DATASET EXCERPTS: Begin

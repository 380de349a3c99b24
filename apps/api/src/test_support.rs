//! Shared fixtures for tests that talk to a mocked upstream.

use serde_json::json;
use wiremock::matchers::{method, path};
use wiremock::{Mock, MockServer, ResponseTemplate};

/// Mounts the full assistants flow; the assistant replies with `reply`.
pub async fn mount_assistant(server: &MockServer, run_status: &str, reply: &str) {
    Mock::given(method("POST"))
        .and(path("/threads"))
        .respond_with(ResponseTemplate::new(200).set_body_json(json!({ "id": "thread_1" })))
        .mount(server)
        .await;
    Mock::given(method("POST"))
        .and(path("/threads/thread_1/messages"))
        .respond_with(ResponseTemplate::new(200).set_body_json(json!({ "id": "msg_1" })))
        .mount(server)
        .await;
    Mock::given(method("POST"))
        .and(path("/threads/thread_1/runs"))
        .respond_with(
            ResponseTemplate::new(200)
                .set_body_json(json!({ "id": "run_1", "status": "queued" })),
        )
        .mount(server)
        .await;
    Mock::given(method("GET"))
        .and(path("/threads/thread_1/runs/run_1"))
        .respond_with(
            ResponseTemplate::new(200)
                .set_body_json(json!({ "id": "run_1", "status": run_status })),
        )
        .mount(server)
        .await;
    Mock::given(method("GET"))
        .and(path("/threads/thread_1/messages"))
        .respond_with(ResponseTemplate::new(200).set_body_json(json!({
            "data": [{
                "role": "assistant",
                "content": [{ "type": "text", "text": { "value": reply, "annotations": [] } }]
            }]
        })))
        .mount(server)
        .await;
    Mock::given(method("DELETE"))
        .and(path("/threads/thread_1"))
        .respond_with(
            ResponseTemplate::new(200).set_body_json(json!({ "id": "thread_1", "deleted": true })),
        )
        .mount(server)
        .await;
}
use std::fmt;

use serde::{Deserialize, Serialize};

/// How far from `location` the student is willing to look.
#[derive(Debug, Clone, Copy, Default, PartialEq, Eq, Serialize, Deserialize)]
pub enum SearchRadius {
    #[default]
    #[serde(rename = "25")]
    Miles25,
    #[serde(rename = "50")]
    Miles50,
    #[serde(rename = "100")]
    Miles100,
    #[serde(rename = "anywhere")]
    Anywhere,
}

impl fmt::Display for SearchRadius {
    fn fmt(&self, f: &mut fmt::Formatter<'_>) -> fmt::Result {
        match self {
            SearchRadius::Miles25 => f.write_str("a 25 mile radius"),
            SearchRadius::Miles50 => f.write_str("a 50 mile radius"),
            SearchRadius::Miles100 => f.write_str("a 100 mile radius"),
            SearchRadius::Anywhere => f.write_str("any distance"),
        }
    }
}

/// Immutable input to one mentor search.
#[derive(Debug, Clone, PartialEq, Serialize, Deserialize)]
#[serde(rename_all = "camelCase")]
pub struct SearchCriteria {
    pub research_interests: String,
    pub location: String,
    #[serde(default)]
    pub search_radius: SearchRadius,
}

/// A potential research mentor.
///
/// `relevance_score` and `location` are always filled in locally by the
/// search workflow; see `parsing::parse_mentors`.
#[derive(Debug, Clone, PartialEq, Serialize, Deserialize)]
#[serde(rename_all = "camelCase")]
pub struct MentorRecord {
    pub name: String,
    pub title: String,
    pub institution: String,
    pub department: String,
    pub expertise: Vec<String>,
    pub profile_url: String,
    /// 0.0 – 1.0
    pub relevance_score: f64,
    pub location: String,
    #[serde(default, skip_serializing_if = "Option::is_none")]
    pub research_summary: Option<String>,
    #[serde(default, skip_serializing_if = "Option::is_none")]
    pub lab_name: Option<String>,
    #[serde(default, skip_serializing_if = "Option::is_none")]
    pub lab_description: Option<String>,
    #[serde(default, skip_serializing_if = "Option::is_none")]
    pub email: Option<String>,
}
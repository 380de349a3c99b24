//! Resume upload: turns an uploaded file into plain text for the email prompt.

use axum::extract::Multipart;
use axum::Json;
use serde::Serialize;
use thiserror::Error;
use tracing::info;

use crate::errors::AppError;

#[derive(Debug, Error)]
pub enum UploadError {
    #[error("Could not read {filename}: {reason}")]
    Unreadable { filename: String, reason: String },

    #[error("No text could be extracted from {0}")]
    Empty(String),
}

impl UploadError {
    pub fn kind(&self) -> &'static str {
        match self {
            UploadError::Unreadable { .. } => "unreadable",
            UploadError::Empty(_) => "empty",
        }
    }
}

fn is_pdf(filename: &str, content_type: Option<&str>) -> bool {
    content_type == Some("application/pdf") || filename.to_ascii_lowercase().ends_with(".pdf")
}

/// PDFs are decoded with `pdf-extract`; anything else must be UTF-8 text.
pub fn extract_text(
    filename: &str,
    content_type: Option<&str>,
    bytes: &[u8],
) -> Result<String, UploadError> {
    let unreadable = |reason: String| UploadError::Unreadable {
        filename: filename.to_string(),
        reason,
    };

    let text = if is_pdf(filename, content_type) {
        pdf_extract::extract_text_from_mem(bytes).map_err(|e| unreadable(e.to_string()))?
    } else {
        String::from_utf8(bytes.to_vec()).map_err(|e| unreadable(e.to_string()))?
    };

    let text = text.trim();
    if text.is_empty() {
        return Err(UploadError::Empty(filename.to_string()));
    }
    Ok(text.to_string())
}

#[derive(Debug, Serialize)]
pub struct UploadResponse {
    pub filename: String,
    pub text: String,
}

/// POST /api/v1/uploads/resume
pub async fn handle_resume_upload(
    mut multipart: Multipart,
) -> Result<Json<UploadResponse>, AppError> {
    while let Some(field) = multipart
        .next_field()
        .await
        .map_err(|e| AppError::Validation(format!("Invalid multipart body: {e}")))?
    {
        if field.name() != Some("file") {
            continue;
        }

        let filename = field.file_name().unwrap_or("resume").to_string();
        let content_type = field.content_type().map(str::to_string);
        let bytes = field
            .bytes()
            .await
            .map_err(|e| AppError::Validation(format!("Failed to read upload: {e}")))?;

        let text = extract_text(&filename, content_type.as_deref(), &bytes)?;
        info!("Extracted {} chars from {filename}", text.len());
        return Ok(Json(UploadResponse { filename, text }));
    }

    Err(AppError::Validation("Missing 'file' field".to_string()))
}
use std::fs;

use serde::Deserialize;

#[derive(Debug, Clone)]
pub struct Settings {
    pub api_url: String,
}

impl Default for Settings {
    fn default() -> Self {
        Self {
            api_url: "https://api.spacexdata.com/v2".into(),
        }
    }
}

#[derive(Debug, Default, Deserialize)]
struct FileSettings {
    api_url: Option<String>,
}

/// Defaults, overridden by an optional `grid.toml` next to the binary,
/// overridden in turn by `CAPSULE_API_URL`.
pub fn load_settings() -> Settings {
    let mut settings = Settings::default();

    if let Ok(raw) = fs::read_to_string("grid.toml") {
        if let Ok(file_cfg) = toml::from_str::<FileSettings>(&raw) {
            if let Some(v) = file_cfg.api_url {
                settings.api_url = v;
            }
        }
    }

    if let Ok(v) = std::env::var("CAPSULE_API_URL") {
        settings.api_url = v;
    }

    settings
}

DATASET EXCERPTS: End
DATASET EXCERPTS: Begin

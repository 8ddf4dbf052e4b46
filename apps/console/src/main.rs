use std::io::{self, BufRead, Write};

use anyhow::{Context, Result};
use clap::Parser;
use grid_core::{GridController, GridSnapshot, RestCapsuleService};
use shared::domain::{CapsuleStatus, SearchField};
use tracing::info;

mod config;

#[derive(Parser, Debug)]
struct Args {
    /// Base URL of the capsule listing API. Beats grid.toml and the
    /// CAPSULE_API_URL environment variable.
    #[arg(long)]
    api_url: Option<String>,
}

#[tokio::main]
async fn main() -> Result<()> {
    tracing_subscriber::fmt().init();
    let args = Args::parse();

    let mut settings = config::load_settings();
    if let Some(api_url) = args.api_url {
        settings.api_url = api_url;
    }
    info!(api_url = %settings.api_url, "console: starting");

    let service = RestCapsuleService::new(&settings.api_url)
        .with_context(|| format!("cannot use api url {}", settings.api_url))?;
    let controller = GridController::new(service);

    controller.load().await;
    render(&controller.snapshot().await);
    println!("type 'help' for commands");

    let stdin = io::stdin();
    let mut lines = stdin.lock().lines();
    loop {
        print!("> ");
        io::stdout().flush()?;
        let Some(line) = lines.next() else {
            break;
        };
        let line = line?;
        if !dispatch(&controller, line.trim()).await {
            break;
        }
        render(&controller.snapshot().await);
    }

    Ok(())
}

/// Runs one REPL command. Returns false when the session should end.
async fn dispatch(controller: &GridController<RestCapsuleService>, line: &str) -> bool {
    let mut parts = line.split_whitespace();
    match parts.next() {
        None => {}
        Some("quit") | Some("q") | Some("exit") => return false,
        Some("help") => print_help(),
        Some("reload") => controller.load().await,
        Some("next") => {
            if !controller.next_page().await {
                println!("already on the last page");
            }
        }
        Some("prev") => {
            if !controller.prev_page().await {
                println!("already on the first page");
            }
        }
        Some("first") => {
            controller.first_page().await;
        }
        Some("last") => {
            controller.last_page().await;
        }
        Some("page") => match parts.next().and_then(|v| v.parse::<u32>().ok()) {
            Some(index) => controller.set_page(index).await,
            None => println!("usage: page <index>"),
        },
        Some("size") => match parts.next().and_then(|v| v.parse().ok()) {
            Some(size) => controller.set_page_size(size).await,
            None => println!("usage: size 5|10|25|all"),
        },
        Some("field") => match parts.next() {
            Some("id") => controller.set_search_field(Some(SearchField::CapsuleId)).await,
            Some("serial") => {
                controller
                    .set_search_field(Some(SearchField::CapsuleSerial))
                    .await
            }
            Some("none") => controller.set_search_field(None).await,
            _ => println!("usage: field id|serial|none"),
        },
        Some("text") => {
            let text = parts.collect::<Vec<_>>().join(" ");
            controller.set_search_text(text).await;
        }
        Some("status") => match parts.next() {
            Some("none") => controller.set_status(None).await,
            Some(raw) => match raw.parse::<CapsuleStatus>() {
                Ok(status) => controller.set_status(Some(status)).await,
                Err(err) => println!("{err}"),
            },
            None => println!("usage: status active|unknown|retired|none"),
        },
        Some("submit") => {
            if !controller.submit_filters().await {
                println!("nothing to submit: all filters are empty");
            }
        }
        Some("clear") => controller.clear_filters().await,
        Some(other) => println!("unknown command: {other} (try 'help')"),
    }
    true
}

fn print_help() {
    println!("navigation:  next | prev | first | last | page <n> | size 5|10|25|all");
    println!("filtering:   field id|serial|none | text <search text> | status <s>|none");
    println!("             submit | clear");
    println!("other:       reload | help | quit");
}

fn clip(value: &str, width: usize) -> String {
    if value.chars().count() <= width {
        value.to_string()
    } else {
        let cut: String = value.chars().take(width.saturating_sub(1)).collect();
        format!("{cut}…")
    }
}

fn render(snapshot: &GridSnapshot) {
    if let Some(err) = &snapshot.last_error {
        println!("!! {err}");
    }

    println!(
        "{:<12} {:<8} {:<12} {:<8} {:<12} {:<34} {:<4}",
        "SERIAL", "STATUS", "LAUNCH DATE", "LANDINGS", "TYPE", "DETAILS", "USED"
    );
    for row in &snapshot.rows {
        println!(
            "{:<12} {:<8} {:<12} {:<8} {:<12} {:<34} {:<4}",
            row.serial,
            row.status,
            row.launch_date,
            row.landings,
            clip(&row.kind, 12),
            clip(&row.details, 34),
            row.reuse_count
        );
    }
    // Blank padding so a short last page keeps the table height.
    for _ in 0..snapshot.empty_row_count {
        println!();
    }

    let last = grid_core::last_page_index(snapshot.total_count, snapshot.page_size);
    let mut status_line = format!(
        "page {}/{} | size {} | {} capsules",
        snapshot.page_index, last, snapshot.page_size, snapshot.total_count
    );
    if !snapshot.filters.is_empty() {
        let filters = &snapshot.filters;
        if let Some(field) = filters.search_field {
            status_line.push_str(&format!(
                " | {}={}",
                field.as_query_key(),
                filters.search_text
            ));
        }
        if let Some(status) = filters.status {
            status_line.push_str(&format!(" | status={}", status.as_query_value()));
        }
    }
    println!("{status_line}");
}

DATASET EXCERPTS: End

INSTRUCTIONS TO FOLLOW:
Could you filter the entries above for lines holding the string "UploadError" and copy them?

EXPECTED ANSWER:
pub enum UploadError {
impl UploadError {
            UploadError::Unreadable { .. } => "unreadable",
            UploadError::Empty(_) => "empty",
) -> Result<String, UploadError> {
    let unreadable = |reason: String| UploadError::Unreadable {
        return Err(UploadError::Empty(filename.to_string()));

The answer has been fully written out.